### Your assignment:
Lines that contain the string "Startup" are the ones to list; copy all of them from the records.

### Records supplied:
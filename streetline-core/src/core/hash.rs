//! State Hashing for Replay Verification
//!
//! Provides hashing of game state so a recorded session can be replayed
//! and compared against the recorded run.
//!
//! Floats are hashed by their bit pattern: two runs only match if they
//! performed the same arithmetic in the same order.

use sha2::{Sha256, Digest};
use super::vec2::Vec2;

/// SHA-256 digest
pub type StateHash = [u8; 32];

/// Hasher for game state.
///
/// Wraps SHA-256 with helpers for the simulation types.
/// Order of updates is significant.
pub struct StateHasher {
    hasher: Sha256,
}

impl StateHasher {
    /// Hasher whose output is bound to `domain`.
    pub fn new(domain: &[u8]) -> Self {
        let mut hasher = Sha256::new();
        hasher.update(domain);
        Self { hasher }
    }

    /// Create hasher for orchestrator state.
    pub fn for_game_state() -> Self {
        Self::new(b"STREETLINE_STATE_V1")
    }

    /// Create hasher for an input recording.
    pub fn for_input_recording() -> Self {
        Self::new(b"STREETLINE_INPUTS_V1")
    }

    /// Feed one byte.
    #[inline]
    pub fn update_u8(&mut self, value: u8) {
        self.hasher.update([value]);
    }

    /// Feed a `u32`, little-endian.
    #[inline]
    pub fn update_u32(&mut self, value: u32) {
        self.hasher.update(value.to_le_bytes());
    }

    /// Feed a `u64`, little-endian.
    #[inline]
    pub fn update_u64(&mut self, value: u64) {
        self.hasher.update(value.to_le_bytes());
    }

    /// Update with an f32 (bit pattern, little-endian).
    #[inline]
    pub fn update_f32(&mut self, value: f32) {
        self.hasher.update(value.to_bits().to_le_bytes());
    }

    /// Update with a Vec2.
    #[inline]
    pub fn update_vec2(&mut self, value: Vec2) {
        self.update_f32(value.x);
        self.update_f32(value.y);
    }

    /// Feed a flag as one byte.
    #[inline]
    pub fn update_bool(&mut self, value: bool) {
        self.update_u8(value as u8);
    }

    /// Consume the hasher.
    pub fn finalize(self) -> StateHash {
        self.hasher.finalize().into()
    }
}

/// Compute state hash for replay verification.
///
/// Called by `Game::compute_hash()`. The closure adds state-specific data
/// after the frame counter.
pub fn compute_state_hash<F>(frame: u64, add_state: F) -> StateHash
where
    F: FnOnce(&mut StateHasher),
{
    let mut hasher = StateHasher::for_game_state();
    hasher.update_u64(frame);
    add_state(&mut hasher);
    hasher.finalize()
}
//! Streetline - side-scrolling brawler
//!
//! Bevy front end for the Streetline core: keyboard in, sprites and text out.
//!
//! Usage: `streetline [config.json]`

mod game;
mod ui;

use bevy::prelude::*;
use bevy::window::WindowMode;

use streetline::GameConfig;

use game::GamePlugin;
use ui::UiPlugin;

fn main() {
    let config = load_config();

    App::new()
        // Bevy defaults with custom window
        .add_plugins(DefaultPlugins.set(WindowPlugin {
            primary_window: Some(Window {
                title: "Streetline".into(),
                resolution: (config.viewport.width, config.viewport.height).into(),
                mode: WindowMode::Windowed,
                resizable: false,
                ..default()
            }),
            ..default()
        }))
        .insert_resource(ClearColor(Color::BLACK))
        // Our plugins
        .add_plugins((
            GamePlugin { config },
            UiPlugin,
        ))
        // Startup
        .add_systems(Startup, setup_2d_camera)
        .run();
}

/// Config from the first CLI argument, or defaults.
///
/// Runs before the log plugin exists, so failures go to stderr.
fn load_config() -> GameConfig {
    let Some(path) = std::env::args().nth(1) else {
        return GameConfig::default();
    };
    match GameConfig::load(&path) {
        Ok(config) => config,
        Err(err) => {
            eprintln!("streetline: {path}: {err}; using default config");
            GameConfig::default()
        }
    }
}

/// One world unit per window pixel, origin at the window centre.
fn setup_2d_camera(mut commands: Commands) {
    commands.spawn(Camera2d);

    info!("Streetline {} initialized!", streetline::VERSION);
}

### Solution for this problem:
        // Startup
        .add_systems(Startup, setup_2d_camera)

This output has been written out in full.